The response must consist of the records below, copied exactly.

(Data supplied Opens)

//! Access control for request controls.

use ecl_protocol::{Dn, RequestControl};
use std::collections::BTreeSet;

/// Privileges relevant to changelog searches.
#[derive(Debug, Clone, Copy, PartialEq, Eq, PartialOrd, Ord, Hash)]
pub enum Privilege {
    /// May act on behalf of another identity.
    ProxiedAuth,
}

/// Identity and bookkeeping of the client issuing a search.
#[derive(Debug, Clone, PartialEq, Eq)]
pub struct ClientContext {
    /// Connection id.
    pub connection_id: u64,
    /// Operation id within the connection.
    pub operation_id: u64,
    /// Protocol message id.
    pub message_id: u32,
    /// Bound identity; the root DN for anonymous clients.
    pub bind_dn: Dn,
    /// Granted privileges.
    pub privileges: BTreeSet<Privilege>,
}

impl ClientContext {
    /// Creates an anonymous client context.
    pub fn new(connection_id: u64, operation_id: u64, message_id: u32) -> Self {
        Self {
            connection_id,
            operation_id,
            message_id,
            bind_dn: Dn::root(),
            privileges: BTreeSet::new(),
        }
    }

    /// Sets the bound identity.
    pub fn with_bind_dn(mut self, dn: Dn) -> Self {
        self.bind_dn = dn;
        self
    }

    /// Grants a privilege.
    pub fn with_privilege(mut self, privilege: Privilege) -> Self {
        self.privileges.insert(privilege);
        self
    }

    /// Returns true if the privilege was granted.
    pub fn has_privilege(&self, privilege: Privilege) -> bool {
        self.privileges.contains(&privilege)
    }

    /// `conn=<c> op=<o> msgID=<m>`.
    pub fn operation_tag(&self) -> String {
        format!(
            "conn={} op={} msgID={}",
            self.connection_id, self.operation_id, self.message_id
        )
    }
}

/// Decides whether a client may use a request control.
pub trait AccessControl: Send + Sync {
    /// Returns true if `client` may attach `control` to a search of `base`.
    fn is_allowed(&self, base: &Dn, client: &ClientContext, control: &RequestControl) -> bool;
}

/// Allows every control.
#[derive(Debug, Clone, Copy, Default)]
pub struct AllowAll;

impl AccessControl for AllowAll {
    fn is_allowed(&self, _base: &Dn, _client: &ClientContext, _control: &RequestControl) -> bool {
        true
    }
}

/// Denies a fixed set of control OIDs to everyone.
#[derive(Debug, Clone, Default)]
pub struct DenyControls {
    denied: BTreeSet<String>,
}

impl DenyControls {
    /// Creates a policy denying nothing.
    pub fn new() -> Self {
        Self::default()
    }

    /// Denies a control OID.
    pub fn deny(mut self, oid: impl Into<String>) -> Self {
        self.denied.insert(oid.into());
        self
    }
}

impl AccessControl for DenyControls {
    fn is_allowed(&self, _base: &Dn, _client: &ClientContext, control: &RequestControl) -> bool {
        !self.denied.contains(control.oid())
    }
}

(Data supplied Closes)

#### Answer section:
//! Access control for request controls.

use ecl_protocol::{Dn, RequestControl};
use std::collections::BTreeSet;

/// Privileges relevant to changelog searches.
#[derive(Debug, Clone, Copy, PartialEq, Eq, PartialOrd, Ord, Hash)]
pub enum Privilege {
    /// May act on behalf of another identity.
    ProxiedAuth,
}

/// Identity and bookkeeping of the client issuing a search.
#[derive(Debug, Clone, PartialEq, Eq)]
pub struct ClientContext {
    /// Connection id.
    pub connection_id: u64,
    /// Operation id within the connection.
    pub operation_id: u64,
    /// Protocol message id.
    pub message_id: u32,
    /// Bound identity; the root DN for anonymous clients.
    pub bind_dn: Dn,
    /// Granted privileges.
    pub privileges: BTreeSet<Privilege>,
}

impl ClientContext {
    /// Creates an anonymous client context.
    pub fn new(connection_id: u64, operation_id: u64, message_id: u32) -> Self {
        Self {
            connection_id,
            operation_id,
            message_id,
            bind_dn: Dn::root(),
            privileges: BTreeSet::new(),
        }
    }

    /// Sets the bound identity.
    pub fn with_bind_dn(mut self, dn: Dn) -> Self {
        self.bind_dn = dn;
        self
    }

    /// Grants a privilege.
    pub fn with_privilege(mut self, privilege: Privilege) -> Self {
        self.privileges.insert(privilege);
        self
    }

    /// Returns true if the privilege was granted.
    pub fn has_privilege(&self, privilege: Privilege) -> bool {
        self.privileges.contains(&privilege)
    }

    /// `conn=<c> op=<o> msgID=<m>`.
    pub fn operation_tag(&self) -> String {
        format!(
            "conn={} op={} msgID={}",
            self.connection_id, self.operation_id, self.message_id
        )
    }
}

/// Decides whether a client may use a request control.
pub trait AccessControl: Send + Sync {
    /// Returns true if `client` may attach `control` to a search of `base`.
    fn is_allowed(&self, base: &Dn, client: &ClientContext, control: &RequestControl) -> bool;
}

/// Allows every control.
#[derive(Debug, Clone, Copy, Default)]
pub struct AllowAll;

impl AccessControl for AllowAll {
    fn is_allowed(&self, _base: &Dn, _client: &ClientContext, _control: &RequestControl) -> bool {
        true
    }
}

/// Denies a fixed set of control OIDs to everyone.
#[derive(Debug, Clone, Default)]
pub struct DenyControls {
    denied: BTreeSet<String>,
}

impl DenyControls {
    /// Creates a policy denying nothing.
    pub fn new() -> Self {
        Self::default()
    }

    /// Denies a control OID.
    pub fn deny(mut self, oid: impl Into<String>) -> Self {
        self.denied.insert(oid.into());
        self
    }
}

impl AccessControl for DenyControls {
    fn is_allowed(&self, _base: &Dn, _client: &ClientContext, control: &RequestControl) -> bool {
        !self.denied.contains(control.oid())
    }
}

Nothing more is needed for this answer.